There are moments in everyone’s life where they are pushed to stand for what they believe in or are put to the test through adversity. Four moments in particular are:

1. The semester with the persuasive, atheist philosophy professor.
2. The day their best friend dies in a car accident.
3. The year when they don’t feel God’s presence at all.
4. The day when their fiancée breaks off the engagement, even after they have remained abstinent.

In this article the author tackles each of these moments and how we should be preparing our students to face them.

Four Moments I’m Preparing Students to Face

By Cameron Cole

Ministry to children and youth for both parents and church workers focuses on cultivating followers of Christ with sustainable faith. Basically, we want the faith of our young people to stick when they leave our homes and churches to live as independent adults.

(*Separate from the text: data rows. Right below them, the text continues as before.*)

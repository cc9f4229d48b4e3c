//! WGSL for the GPU screen-space pass.
//!
//! The fragment shader is a line-for-line counterpart of
//! [`ScreenSpaceBackend`](crate::render::ScreenSpaceBackend): same pixel
//! mapping, same signed-distance estimate, same edge mask and tint.

use bytemuck::{Pod, Zeroable};

use crate::field::{FieldConfig, FieldModel, Kernel};
use crate::render::RenderConfig;
use crate::shader_utils;

/// Uniform block shared with `FIELD_MAIN_WGSL`. Field order and padding
/// follow WGSL uniform layout rules.
#[repr(C)]
#[derive(Copy, Clone, Debug, Pod, Zeroable)]
pub(crate) struct FieldUniforms {
    pub palette: [[f32; 4]; 5],
    pub light_dir: [f32; 4],
    pub resolution: [f32; 2],
    pub time: f32,
    pub frame: u32,
    pub source_count: u32,
    pub model: u32,
    pub kernel: u32,
    pub sigma: f32,
    pub iso: f32,
    pub blend: f32,
    pub edge_softness: f32,
    pub gain: f32,
    pub grain: f32,
    pub z_plane: f32,
    pub gradient_epsilon: f32,
    pub _padding: f32,
}

impl FieldUniforms {
    pub fn new(render: &RenderConfig, field: &FieldConfig) -> Self {
        Self {
            palette: render.palette.uniform_stops(),
            light_dir: render.light_dir.extend(0.0).to_array(),
            resolution: [1.0, 1.0],
            time: 0.0,
            frame: 0,
            source_count: 0,
            model: match field.model {
                FieldModel::KernelSum => 0,
                FieldModel::SmoothUnion => 1,
            },
            kernel: match field.kernel {
                Kernel::Gaussian => 0,
                Kernel::Wyvill => 1,
            },
            sigma: field.sigma,
            iso: field.iso,
            blend: field.blend,
            edge_softness: render.edge_softness,
            gain: render.gain,
            grain: render.grain,
            z_plane: field.z_plane,
            gradient_epsilon: field.gradient_epsilon,
            _padding: 0.0,
        }
    }
}

/// One source in the storage buffer: `xyz` position and `w` radius, then
/// weight padded to 16 bytes.
#[repr(C)]
#[derive(Copy, Clone, Debug, Default, Pod, Zeroable)]
pub(crate) struct GpuSource {
    pub position_radius: [f32; 4],
    pub weight: f32,
    pub _padding: [f32; 3],
}

const BINDINGS_WGSL: &str = r#"
struct Uniforms {
    palette: array<vec4<f32>, 5>,
    light_dir: vec4<f32>,
    resolution: vec2<f32>,
    time: f32,
    frame: u32,
    source_count: u32,
    model: u32,
    kernel: u32,
    sigma: f32,
    iso: f32,
    blend: f32,
    edge_softness: f32,
    gain: f32,
    grain: f32,
    z_plane: f32,
    gradient_epsilon: f32,
    _padding: f32,
};

struct Source {
    position_radius: vec4<f32>,
    weight: f32,
};

@group(0) @binding(0) var<uniform> uniforms: Uniforms;
@group(0) @binding(1) var<storage, read> sources: array<Source>;
"#;

const FIELD_MAIN_WGSL: &str = r#"
const FAR_DISTANCE: f32 = 1000.0;
const CORE_DEPTH: f32 = 0.15;

fn field_value(p: vec3<f32>) -> f32 {
    var f = 0.0;
    let cutoff = kernel_cutoff(uniforms.kernel);
    for (var i = 0u; i < uniforms.source_count; i++) {
        let s = sources[i];
        let x = distance(p, s.position_radius.xyz) / max(s.position_radius.w * uniforms.sigma, 1e-6);
        if x < cutoff {
            f += s.weight * kernel_eval(x, uniforms.kernel);
        }
    }
    return f;
}

fn smooth_union(p: vec3<f32>) -> f32 {
    var d = FAR_DISTANCE;
    for (var i = 0u; i < uniforms.source_count; i++) {
        let s = sources[i];
        d = smin(d, distance(p, s.position_radius.xyz) - s.position_radius.w, uniforms.blend);
    }
    return d;
}

fn signed_distance(p: vec3<f32>) -> f32 {
    if uniforms.source_count == 0u {
        return FAR_DISTANCE;
    }
    if uniforms.model == 1u {
        return smooth_union(p);
    }
    let e = uniforms.gradient_epsilon;
    let g = vec3<f32>(
        field_value(p + vec3<f32>(e, 0.0, 0.0)) - field_value(p - vec3<f32>(e, 0.0, 0.0)),
        field_value(p + vec3<f32>(0.0, e, 0.0)) - field_value(p - vec3<f32>(0.0, e, 0.0)),
        field_value(p + vec3<f32>(0.0, 0.0, e)) - field_value(p - vec3<f32>(0.0, 0.0, e)),
    ) / (2.0 * e);
    let sd = (uniforms.iso - field_value(p)) / max(length(g), 1e-4);
    return clamp(sd, -FAR_DISTANCE, FAR_DISTANCE);
}

fn background(uv: vec2<f32>, time: f32) -> vec3<f32> {
    let base = uniforms.palette[0].rgb;
    let n = fbm(vec3<f32>(uv * 2.6, time * 0.2), 4);
    let g = clamp((uv.y + 0.9) / 2.0, 0.0, 1.0);
    let shade = base + vec3<f32>(0.02) - vec3<f32>(0.05) * g;
    return shade * (0.85 + 0.3 * n);
}

struct VertexOutput {
    @builtin(position) clip_position: vec4<f32>,
};

@vertex
fn vs_main(@builtin(vertex_index) vertex_index: u32) -> VertexOutput {
    // Full-screen triangle.
    let x = f32((vertex_index << 1u) & 2u);
    let y = f32(vertex_index & 2u);
    var out: VertexOutput;
    out.clip_position = vec4<f32>(x * 2.0 - 1.0, 1.0 - y * 2.0, 0.0, 1.0);
    return out;
}

@fragment
fn fs_main(in: VertexOutput) -> @location(0) vec4<f32> {
    let res = uniforms.resolution;
    let short_side = max(min(res.x, res.y), 1.0);
    let coord = in.clip_position.xy;
    let uv = vec2<f32>((2.0 * coord.x - res.x) / short_side, (res.y - 2.0 * coord.y) / short_side);
    let bg = background(uv, uniforms.time);
    var color = bg;

    if uniforms.source_count > 0u {
        let edge = uniforms.edge_softness * 2.0 / short_side;
        let sd = signed_distance(vec3<f32>(uv, uniforms.z_plane));
        let mask = smoothstep(-edge, edge, -sd);
        if mask > 0.0 {
            let depth = clamp(-sd / CORE_DEPTH, 0.0, 1.0);
            let tint = palette_sample(0.45 + 0.5 * depth) * uniforms.gain;
            let lifted = tint + (vec3<f32>(1.0) - tint) * 0.15 * depth;
            let tex = fbm(vec3<f32>(uv * 2.0, uniforms.time * 0.15), 3);
            let interior = mix(bg, lifted, 0.55 + 0.35 * depth + 0.1 * tex);
            color = mix(bg, interior, mask);
        }
    }

    color += vec3<f32>(uniforms.grain * grain(vec2<u32>(coord), uniforms.frame));
    return vec4<f32>(clamp(color, vec3<f32>(0.0), vec3<f32>(1.0)), 1.0);
}
"#;

/// Complete WGSL module for the field pass.
pub fn field_shader() -> String {
    format!(
        "{}\n{}\n{}\n",
        BINDINGS_WGSL,
        shader_utils::all_utils_wgsl(),
        FIELD_MAIN_WGSL
    )
}

#[cfg(test)]
mod tests {
    use super::*;

    /// Validates WGSL code using naga.
    fn validate_wgsl(code: &str) -> Result<(), String> {
        let module = naga::front::wgsl::parse_str(code)
            .map_err(|e| format!("WGSL parse error: {:?}", e))?;

        let mut validator = naga::valid::Validator::new(
            naga::valid::ValidationFlags::all(),
            naga::valid::Capabilities::all(),
        );
        validator
            .validate(&module)
            .map_err(|e| format!("WGSL validation error: {:?}", e))?;

        Ok(())
    }

    #[test]
    fn test_field_shader_validates() {
        let src = field_shader();
        if let Err(e) = validate_wgsl(&src) {
            panic!("{e}");
        }
    }

    #[test]
    fn test_shader_has_entry_points() {
        let src = field_shader();
        assert!(src.contains("fn vs_main"));
        assert!(src.contains("fn fs_main"));
    }

    #[test]
    fn test_uniform_layout_sizes() {
        assert_eq!(std::mem::size_of::<FieldUniforms>(), 160);
        assert_eq!(std::mem::size_of::<GpuSource>(), 32);
    }

    #[test]
    fn test_uniforms_follow_config() {
        let field = FieldConfig::new().with_model(FieldModel::SmoothUnion).with_kernel(Kernel::Wyvill).with_blend(0.3);
        let u = FieldUniforms::new(&RenderConfig::default(), &field);
        assert_eq!(u.model, 1);
        assert_eq!(u.kernel, 1);
        assert_eq!(u.blend, 0.3);
    }
}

As I listen to and observe the faith journeys of former students and young adults, I often see pivotal moments along the way that constitute “make or break” tests of their faith. Discipling my students, I am preparing them for these four moments.

1. The semester with the persuasive, atheist philosophy professor.

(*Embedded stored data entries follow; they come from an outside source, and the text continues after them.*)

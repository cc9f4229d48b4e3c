//! WGSL building blocks for the field shader.
//!
//! # Available Functions
//!
//! ## Hash & Noise
//! - `hash(n: u32) -> u32` - 32-bit integer hash
//! - `hash3i(p: vec3<i32>) -> u32` - hash of a lattice point
//! - `rand01(n: u32) -> f32` - uniform float in [0, 1)
//! - `value_noise(p: vec3<f32>) -> f32` - trilinear value noise in [0, 1)
//! - `fbm(p: vec3<f32>, octaves: i32) -> f32` - normalized fractal sum
//! - `grain(px: vec2<u32>, frame: u32) -> f32` - per-pixel grain in [-0.5, 0.5)
//!
//! ## Field
//! - `kernel_eval(x: f32, kind: u32) -> f32` - Gaussian (0) or Wyvill (1)
//! - `smin(a: f32, b: f32, k: f32) -> f32` - polynomial smooth minimum
//!
//! ## Color
//! - `palette_sample(t: f32) -> vec3<f32>` - samples `uniforms.palette`
//!
//! Each block matches its CPU counterpart in [`noise`](crate::noise),
//! [`field`](crate::field) and [`visuals`](crate::visuals).

/// WGSL code for hash and noise functions.
pub const NOISE_WGSL: &str = r#"
fn hash(n: u32) -> u32 {
    var x = n;
    x = x ^ (x >> 17u);
    x = x * 0xed5ad4bbu;
    x = x ^ (x >> 11u);
    x = x * 0xac4c1b51u;
    x = x ^ (x >> 15u);
    x = x * 0x31848babu;
    x = x ^ (x >> 14u);
    return x;
}

fn hash3i(p: vec3<i32>) -> u32 {
    return hash(bitcast<u32>(p.x) ^ hash(bitcast<u32>(p.y) ^ hash(bitcast<u32>(p.z))));
}

fn rand01(n: u32) -> f32 {
    return f32(hash(n) >> 8u) / 16777216.0;
}

fn lattice(p: vec3<i32>) -> f32 {
    return f32(hash3i(p) >> 8u) / 16777216.0;
}

fn value_noise(p: vec3<f32>) -> f32 {
    let cell = floor(p);
    let f = p - cell;
    let u = f * f * (3.0 - 2.0 * f);
    let i = vec3<i32>(cell);

    let x00 = mix(lattice(i), lattice(i + vec3<i32>(1, 0, 0)), u.x);
    let x10 = mix(lattice(i + vec3<i32>(0, 1, 0)), lattice(i + vec3<i32>(1, 1, 0)), u.x);
    let x01 = mix(lattice(i + vec3<i32>(0, 0, 1)), lattice(i + vec3<i32>(1, 0, 1)), u.x);
    let x11 = mix(lattice(i + vec3<i32>(0, 1, 1)), lattice(i + vec3<i32>(1, 1, 1)), u.x);
    return mix(mix(x00, x10, u.y), mix(x01, x11, u.y), u.z);
}

fn fbm(p: vec3<f32>, octaves: i32) -> f32 {
    var value = 0.0;
    var amplitude = 0.5;
    var norm = 0.0;
    var pos = p;
    for (var i = 0; i < max(octaves, 1); i++) {
        value += amplitude * value_noise(pos);
        norm += amplitude;
        pos *= 2.0;
        amplitude *= 0.5;
    }
    return value / norm;
}

fn grain(px: vec2<u32>, frame: u32) -> f32 {
    return rand01(hash(px.x ^ hash(px.y ^ hash(frame)))) - 0.5;
}
"#;

/// WGSL code for field kernels and the smooth minimum.
pub const FIELD_WGSL: &str = r#"
fn kernel_eval(x: f32, kind: u32) -> f32 {
    if kind == 1u {
        let c = clamp(x, 0.0, 1.0);
        let t = 1.0 - c * c;
        return t * t;
    }
    return exp(-x * x);
}

fn kernel_cutoff(kind: u32) -> f32 {
    if kind == 1u {
        return 1.0;
    }
    return 3.0;
}

fn smin(a: f32, b: f32, k: f32) -> f32 {
    let kk = max(k, 1e-6);
    let h = clamp(kk - abs(a - b), 0.0, kk);
    return min(a, b) - h * h / (4.0 * kk);
}
"#;

/// WGSL code for palette sampling. Expects `uniforms.palette: array<vec4<f32>, 5>`.
pub const COLOR_WGSL: &str = r#"
fn palette_sample(t: f32) -> vec3<f32> {
    let x = clamp(t, 0.0, 1.0) * 4.0;
    let i = min(u32(floor(x)), 3u);
    return mix(uniforms.palette[i].rgb, uniforms.palette[i + 1u].rgb, x - f32(i));
}
"#;

/// All utility blocks combined.
pub fn all_utils_wgsl() -> String {
    format!(
        "// Built-in utility functions\n{}\n{}\n{}\n",
        NOISE_WGSL, FIELD_WGSL, COLOR_WGSL
    )
}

Whether in college or in a coffee shop, every young Christian will meet people who do not believe in the truth of Christianity and can argue persuasively against it. Particularly in college, students will encounter professors with an ax to grind against Christianity and with a desire to use their classroom as a platform against the religion. Many times, students without a deep theological base have their faith wrecked by slick arguments.

I want my students to ask hard questions and to have experience logically arguing for their belief in the veracity of Jesus Christ as Savior and Lord. So we dedicate much time in our youth ministry to working on apologetics. In particular, we focus on the validity of the Bible as God’s Word, the historical facts surrounding the resurrection, and the fulfillment of Old Testament prophecies in the life of Christ. I have found Tim Keller’s video series The Reason for God to be an indispensible tool for giving students both exposure to and practice in engaging arguments against Christianity.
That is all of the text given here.